The E1 was redesigned by the Chemical Warfare Service and labeled Experiment 1 Revision 1 and was ready for testing in March 1941. The compressed nitrogen was separated away from the fuel reservoir, a feature carried forward in all subsequent models. Additional improvements included the flame gun, valves, and ignition system. The E1R1's filled weight was reduced to 57 pounds and was capable of sustaining 15 to 20 yards for 15 to 20 seconds; the E1R1 weighed 28 pounds when empty.
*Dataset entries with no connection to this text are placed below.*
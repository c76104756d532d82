//! Unified error handling for piboard
//!
//! Decoding and scanning never fail: malformed input degrades to default
//! field values. Errors only surface at the edges, when a line source cannot
//! be read or when a caller hands us text that must be a revision code.

use thiserror::Error;

/// Main error type for piboard operations
#[derive(Debug, Error)]
pub enum BoardError {
    /// The system information source could not be read
    #[error("IO error: {0}")]
    Io(#[from] std::io::Error),

    /// Text that should have been a number was not
    #[error("Parse error: {0}")]
    Parse(String),

    /// Serialization errors (JSON report output)
    #[error("Serialization error: {0}")]
    Serialization(String),
}

/// Convenience type alias for Results using BoardError
pub type BoardResult<T> = std::result::Result<T, BoardError>;

impl From<serde_json::Error> for BoardError {
    fn from(err: serde_json::Error) -> Self {
        BoardError::Serialization(err.to_string())
    }
}
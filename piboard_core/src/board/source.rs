//! Line source for the system info file.
//!
//! An unreadable source is an error; a readable but empty one is an empty
//! list. Callers rely on that difference to tell "not a Pi" apart from
//! "nothing listed".

use std::fs;
use std::path::Path;

use crate::error::BoardResult;

/// Read a system info file into lines
pub fn read_lines(path: impl AsRef<Path>) -> BoardResult<Vec<String>> {
    let bytes = fs::read(path.as_ref())?;

    Ok(String::from_utf8_lossy(&bytes)
        .lines()
        .map(str::to_string)
        .collect())
}
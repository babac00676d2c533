//! Structured diagnosis output.

use std::collections::BTreeMap;

use serde::{Deserialize, Deserializer, Serialize};

use crate::types::{Phase, PhaseStatus, Pod};

/// Verdict and explanation for one phase.
#[derive(Debug, Clone, Default, PartialEq, Eq, Serialize, Deserialize)]
pub struct PhaseVerdict {
    /// The verdict.
    pub status: PhaseStatus,

    /// Human-readable explanation; empty on success.
    pub detail: String,

    /// Entities that have not satisfied the phase, sorted by name.
    #[serde(default, skip_serializing_if = "Vec::is_empty")]
    pub outstanding: Vec<String>,
}

impl PhaseVerdict {
    /// A successful verdict.
    #[must_use]
    pub fn success() -> Self {
        Self {
            status: PhaseStatus::Success,
            detail: String::new(),
            outstanding: Vec::new(),
        }
    }
}

/// The resolved volume a claim is bound to.
#[derive(Debug, Clone, PartialEq, Eq, Serialize, Deserialize)]
pub struct VolumeStatus {
    /// Volume name.
    pub name: String,

    /// Handle used to find the volume in node attachment records.
    pub attachment_handle: String,
}

/// Lifecycle status of a single claim.
///
/// The phase map always holds all four phases; phases that diagnosis did not
/// reach stay [`PhaseStatus::Ongoing`] with an empty detail.
#[derive(Debug, Clone, PartialEq, Eq, Serialize, Deserialize)]
pub struct StatusReport {
    /// Claim name.
    pub claim: String,

    /// Namespace of the claim.
    pub namespace: String,

    /// The bound volume, once resolved.
    pub volume: Option<VolumeStatus>,

    /// Pods referencing the claim, sorted by name.
    pub pods: Vec<Pod>,

    /// Nodes that have the volume attached, sorted by name.
    pub attached_nodes: Vec<String>,

    #[serde(default = "all_ongoing", deserialize_with = "complete_phases")]
    phases: BTreeMap<Phase, PhaseVerdict>,
}

fn all_ongoing() -> BTreeMap<Phase, PhaseVerdict> {
    Phase::ALL
        .into_iter()
        .map(|p| (p, PhaseVerdict::default()))
        .collect()
}

/// Phases missing from the input are filled in as ongoing.
fn complete_phases<'de, D>(deserializer: D) -> Result<BTreeMap<Phase, PhaseVerdict>, D::Error>
where
    D: Deserializer<'de>,
{
    let mut phases = BTreeMap::<Phase, PhaseVerdict>::deserialize(deserializer)?;
    for phase in Phase::ALL {
        phases.entry(phase).or_default();
    }
    Ok(phases)
}

impl StatusReport {
    /// A report with every phase still ongoing.
    #[must_use]
    pub fn new(namespace: impl Into<String>, claim: impl Into<String>) -> Self {
        Self {
            claim: claim.into(),
            namespace: namespace.into(),
            volume: None,
            pods: Vec::new(),
            attached_nodes: Vec::new(),
            phases: all_ongoing(),
        }
    }

    /// The verdict for `phase`.
    #[must_use]
    pub fn phase(&self, phase: Phase) -> &PhaseVerdict {
        // Every constructor fills all four phases.
        static ONGOING: PhaseVerdict = PhaseVerdict {
            status: PhaseStatus::Ongoing,
            detail: String::new(),
            outstanding: Vec::new(),
        };
        self.phases.get(&phase).unwrap_or(&ONGOING)
    }

    /// All phases in lifecycle order.
    pub fn phases(&self) -> impl Iterator<Item = (Phase, &PhaseVerdict)> {
        self.phases.iter().map(|(p, v)| (*p, v))
    }

    /// Record the verdict for `phase`.
    pub fn set_phase(&mut self, phase: Phase, verdict: PhaseVerdict) {
        self.phases.insert(phase, verdict);
    }

    /// Mark provisioning and binding complete.
    pub fn mark_bound(&mut self) {
        self.set_phase(Phase::Provision, PhaseVerdict::success());
        self.set_phase(Phase::Bind, PhaseVerdict::success());
    }

    /// Whether every phase succeeded.
    #[must_use]
    pub fn is_healthy(&self) -> bool {
        self.phases.values().all(|v| v.status.is_success())
    }
}
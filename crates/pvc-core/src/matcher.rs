//! Correlating a volume's attachment handle with node attachment records.

use std::fmt;
use std::str::FromStr;

use serde::{Deserialize, Serialize};

/// Decides whether a node attachment record refers to a volume.
pub trait AttachmentMatcher {
    /// Whether `record` (an entry of a node's attached volumes) refers to the
    /// volume identified by `handle`.
    fn matches(&self, handle: &str, record: &str) -> bool;
}

impl<F> AttachmentMatcher for F
where
    F: Fn(&str, &str) -> bool,
{
    fn matches(&self, handle: &str, record: &str) -> bool {
        self(handle, record)
    }
}

/// Built-in matching policies.
#[derive(Debug, Clone, Copy, PartialEq, Eq, Hash, Serialize, Deserialize, Default)]
#[serde(rename_all = "lowercase")]
pub enum MatchPolicy {
    /// The record contains the handle anywhere.
    ///
    /// CSI attachment records are named `kubernetes.io/csi/<driver>^<handle>`,
    /// so containment finds them without knowing the driver. A handle that is
    /// a substring of another volume's handle also matches that volume.
    #[default]
    Substring,

    /// The record is the handle itself, or `<prefix>^<handle>`.
    ///
    /// The prefix ends at the first `^`; driver names never contain one, but
    /// handles may.
    Exact,
}

impl AttachmentMatcher for MatchPolicy {
    fn matches(&self, handle: &str, record: &str) -> bool {
        match self {
            Self::Substring => record.contains(handle),
            Self::Exact => {
                record == handle
                    || record
                        .split_once('^')
                        .is_some_and(|(_, tail)| tail == handle)
            }
        }
    }
}

impl fmt::Display for MatchPolicy {
    fn fmt(&self, f: &mut fmt::Formatter<'_>) -> fmt::Result {
        match self {
            Self::Substring => write!(f, "substring"),
            Self::Exact => write!(f, "exact"),
        }
    }
}

impl FromStr for MatchPolicy {
    type Err = String;

    fn from_str(s: &str) -> Result<Self, Self::Err> {
        match s.to_ascii_lowercase().as_str() {
            "substring" => Ok(Self::Substring),
            "exact" => Ok(Self::Exact),
            other => Err(format!(
                "unknown attach match policy '{other}', expected 'substring' or 'exact'"
            )),
        }
    }
}

#[cfg(test)]
mod tests {
    use super::*;
    use test_case::test_case;

    const CSI_RECORD: &str = "kubernetes.io/csi/ebs.csi.aws.com^vol-0abc";
    const CARET_RECORD: &str = "kubernetes.io/csi/rbd.csi.ceph.com^pool^img-1";

    #[test_case(MatchPolicy::Substring, "vol-0abc", CSI_RECORD, true ; "substring csi record")]
    #[test_case(MatchPolicy::Substring, "vol-0", CSI_RECORD, true ; "substring prefix false positive")]
    #[test_case(MatchPolicy::Substring, "vol-9", CSI_RECORD, false ; "substring miss")]
    #[test_case(MatchPolicy::Exact, "vol-0abc", CSI_RECORD, true ; "exact csi record")]
    #[test_case(MatchPolicy::Exact, "vol-0", CSI_RECORD, false ; "exact rejects prefix")]
    #[test_case(MatchPolicy::Exact, "vol-0abc", "vol-0abc", true ; "exact bare handle")]
    #[test_case(MatchPolicy::Exact, "vol-0abc", "vol-0abcd", false ; "exact rejects longer")]
    #[test_case(MatchPolicy::Exact, "pool^img-1", CARET_RECORD, true ; "exact handle containing caret")]
    #[test_case(MatchPolicy::Exact, "img-1", CARET_RECORD, false ; "exact rejects tail after last caret")]
    #[test_case(MatchPolicy::Substring, "pool^img-1", CARET_RECORD, true ; "substring handle containing caret")]
    fn policy_matches(policy: MatchPolicy, handle: &str, record: &str, expected: bool) {
        assert_eq!(policy.matches(handle, record), expected);
    }

    #[test]
    fn closure_is_a_matcher() {
        let starts_with = |handle: &str, record: &str| record.starts_with(handle);
        assert!(starts_with.matches("vol", "vol-1"));
        assert!(!starts_with.matches("vol", "x-vol"));
    }

    #[test]
    fn policy_default_is_substring() {
        assert_eq!(MatchPolicy::default(), MatchPolicy::Substring);
    }

    #[test]
    fn policy_parse() {
        assert_eq!("exact".parse::<MatchPolicy>().ok(), Some(MatchPolicy::Exact));
        assert_eq!("Substring".parse::<MatchPolicy>().ok(), Some(MatchPolicy::Substring));
        assert!("fuzzy".parse::<MatchPolicy>().is_err());
    }

    #[test]
    fn policy_display_round_trips() {
        for policy in [MatchPolicy::Substring, MatchPolicy::Exact] {
            assert_eq!(policy.to_string().parse::<MatchPolicy>().ok(), Some(policy));
        }
    }
}
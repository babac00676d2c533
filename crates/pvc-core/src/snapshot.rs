//! In-memory cluster facts.
//!
//! A [`ClusterSnapshot`] answers [`FactSource`] queries from a fixed set of
//! objects, typically loaded from a JSON document:
//!
//! ```json
//! {
//!   "claims":  [{ "name": "data", "namespace": "default", "volume_name": "pv-1" }],
//!   "volumes": [{ "name": "pv-1", "attachment_handle": "vol-1" }],
//!   "pods":    [{ "name": "web-0", "node": "node-a", "state": "Running",
//!                 "claim_volumes": [{ "name": "www", "claim": "data" }] }],
//!   "nodes":   [{ "name": "node-a", "attached_volumes": ["kubernetes.io/csi/x^vol-1"] }]
//! }
//! ```
//!
//! Snapshots carry no namespace for pods; every pod is treated as belonging
//! to whichever namespace is queried.

use std::path::Path;

use serde::{Deserialize, Serialize};
use tracing::debug;

use crate::error::{Error, Result};
use crate::source::FactSource;
use crate::types::{Claim, Node, PodRecord, Volume};

/// A fixed set of cluster objects.
#[derive(Debug, Clone, Default, PartialEq, Eq, Serialize, Deserialize)]
pub struct ClusterSnapshot {
    /// Claims across namespaces.
    #[serde(default)]
    pub claims: Vec<Claim>,

    /// Volumes.
    #[serde(default)]
    pub volumes: Vec<Volume>,

    /// Pods.
    #[serde(default)]
    pub pods: Vec<PodRecord>,

    /// Nodes.
    #[serde(default)]
    pub nodes: Vec<Node>,
}

impl ClusterSnapshot {
    /// Parse a snapshot from JSON.
    ///
    /// # Errors
    ///
    /// Returns an error if the JSON is invalid or names a claim twice.
    pub fn from_json(content: &str) -> Result<Self> {
        let snapshot: Self = serde_json::from_str(content).map_err(|e| Error::Snapshot {
            reason: e.to_string(),
        })?;
        snapshot.validate()?;
        Ok(snapshot)
    }

    /// Load a snapshot from a JSON file.
    ///
    /// # Errors
    ///
    /// Returns an error if the file cannot be read or parsed.
    pub fn from_file(path: impl AsRef<Path>) -> Result<Self> {
        let path = path.as_ref();
        let content = std::fs::read_to_string(path).map_err(|e| Error::Snapshot {
            reason: format!("failed to read '{}': {e}", path.display()),
        })?;
        let snapshot = Self::from_json(&content)?;
        debug!(
            path = %path.display(),
            claims = snapshot.claims.len(),
            pods = snapshot.pods.len(),
            nodes = snapshot.nodes.len(),
            "loaded cluster snapshot"
        );
        Ok(snapshot)
    }

    fn validate(&self) -> Result<()> {
        for (i, claim) in self.claims.iter().enumerate() {
            let duplicate = self.claims[..i]
                .iter()
                .any(|c| c.name == claim.name && c.namespace == claim.namespace);
            if duplicate {
                return Err(Error::Snapshot {
                    reason: format!("claim {}/{} appears twice", claim.namespace, claim.name),
                });
            }
        }
        Ok(())
    }
}

impl FactSource for ClusterSnapshot {
    async fn get_claim(&self, namespace: &str, name: &str) -> Result<Claim> {
        self.claims
            .iter()
            .find(|c| c.namespace == namespace && c.name == name)
            .cloned()
            .ok_or_else(|| Error::ClaimNotFound {
                namespace: namespace.to_string(),
                name: name.to_string(),
            })
    }

    async fn get_volume(&self, name: &str) -> Result<Volume> {
        self.volumes
            .iter()
            .find(|v| v.name == name)
            .cloned()
            .ok_or_else(|| Error::VolumeNotFound {
                name: name.to_string(),
            })
    }

    async fn list_claims(&self, namespace: &str) -> Result<Vec<Claim>> {
        Ok(self
            .claims
            .iter()
            .filter(|c| c.namespace == namespace)
            .cloned()
            .collect())
    }

    async fn get_pod(&self, namespace: &str, name: &str) -> Result<PodRecord> {
        self.pods
            .iter()
            .find(|p| p.name == name)
            .cloned()
            .ok_or_else(|| Error::PodNotFound {
                namespace: namespace.to_string(),
                name: name.to_string(),
            })
    }

    async fn list_pods(&self, _namespace: &str) -> Result<Vec<PodRecord>> {
        Ok(self.pods.clone())
    }

    async fn list_nodes(&self) -> Result<Vec<Node>> {
        Ok(self.nodes.clone())
    }
}
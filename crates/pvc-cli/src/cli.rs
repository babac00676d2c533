//! Command-line argument parsing with clap.

use std::path::PathBuf;

use clap::{Parser, Subcommand, ValueEnum};
use pvc_core::MatchPolicy;

/// Inspect persistent volume claims and diagnose why they are not usable.
#[derive(Parser, Debug, Clone)]
#[command(name = "kubectl-pvc")]
#[command(version, about, long_about = None)]
pub struct Cli {
    /// Namespace of the claims.
    #[arg(short, long, global = true, env = "KUBECTL_PVC_NAMESPACE")]
    pub namespace: Option<String>,

    /// Kubeconfig context to use.
    #[arg(long, global = true)]
    pub context: Option<String>,

    /// Path to a kubeconfig file.
    #[arg(long, global = true, value_name = "PATH")]
    pub kubeconfig: Option<PathBuf>,

    /// Path to the plugin configuration file.
    #[arg(long, global = true, value_name = "PATH")]
    pub config: Option<PathBuf>,

    /// Read cluster facts from a JSON snapshot instead of the API server.
    #[arg(long, global = true, value_name = "PATH")]
    pub snapshot: Option<PathBuf>,

    /// How node attachment records are matched against a volume handle.
    #[arg(long, global = true, value_enum)]
    pub attach_match: Option<AttachMatchArg>,

    /// Output format.
    #[arg(short = 'o', long = "output", global = true, value_enum, default_value_t = Format::Table)]
    pub format: Format,

    /// Log debug output to stderr.
    #[arg(short, long, global = true)]
    pub verbose: bool,

    /// Subcommand to execute.
    #[command(subcommand)]
    pub command: Commands,
}

/// Output format options.
#[derive(Debug, Clone, Copy, PartialEq, Eq, ValueEnum, Default)]
pub enum Format {
    /// Human-readable table format.
    #[default]
    Table,
    /// JSON output for scripting.
    Json,
}

/// Attachment matching policy argument.
#[derive(Debug, Clone, Copy, PartialEq, Eq, ValueEnum)]
pub enum AttachMatchArg {
    /// Attachment record contains the volume handle.
    Substring,
    /// Attachment record names exactly the volume handle.
    Exact,
}

impl From<AttachMatchArg> for MatchPolicy {
    fn from(arg: AttachMatchArg) -> Self {
        match arg {
            AttachMatchArg::Substring => Self::Substring,
            AttachMatchArg::Exact => Self::Exact,
        }
    }
}

/// Top-level subcommands.
#[derive(Subcommand, Debug, Clone)]
pub enum Commands {
    /// Diagnose the lifecycle of one claim.
    ///
    /// Reports whether the claim was provisioned and bound, whether its
    /// volume is attached to every node running a pod that uses it, and
    /// whether those pods have mounted it.
    Inspect(InspectArgs),

    /// List claims of the namespace, or of one pod.
    Ls(LsArgs),
}

/// Arguments for the inspect command.
#[derive(Parser, Debug, Clone)]
pub struct InspectArgs {
    /// Claim to inspect.
    pub claim: String,
}

/// Arguments for the ls command.
#[derive(Parser, Debug, Clone, Default)]
pub struct LsArgs {
    /// Only list claims used by this pod.
    #[arg(short, long)]
    pub pod: Option<String>,
}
Issues - Weight, easily damaged parts, and access to the control valves were identified during testing as being problematic.

M1

Test board results led to the development of the M1 production model, consisting of a heavier weight, the M1 was more rugged and had a longer range as standardized for production in March 1942. The M1 system made it to the South Pacific theater by the end of the year.

M1A1

The invention of napalm led to its evaluation as a flamethrowing agent. Gasoline and oil mixtures sprayed as it left the barrel of the flame gun, whereas napalm thickened fuel left the barrel in a compact stream capable of ricocheting off of and into openings and subsequently sticking to flat surfaces. Initial tests showed that the current M1 platform was incapable of providing the ideal range with napalm. The Chemical Warfare Service was asked to adapt the napalm fuel system to the M1 platform to avoid procurement issues, thus facilitating the development of the M1A1 platform. Modifications included the fuel system, pressure regulator, valves, and the flame gun to facilitate the higher pressures required to achieve ideal ranges with the napalm. The M1A1 was capable of reliably firing to distances fifty yards away versus the M1's ideal firing range of twenty yards.

==Deployment history==
D-Day saw the fielding of 150 flamethrowers, of which 100 flamethrowers were recovered on the shore as they were abandoned when their users slogged through the waters to reach the German ramparts.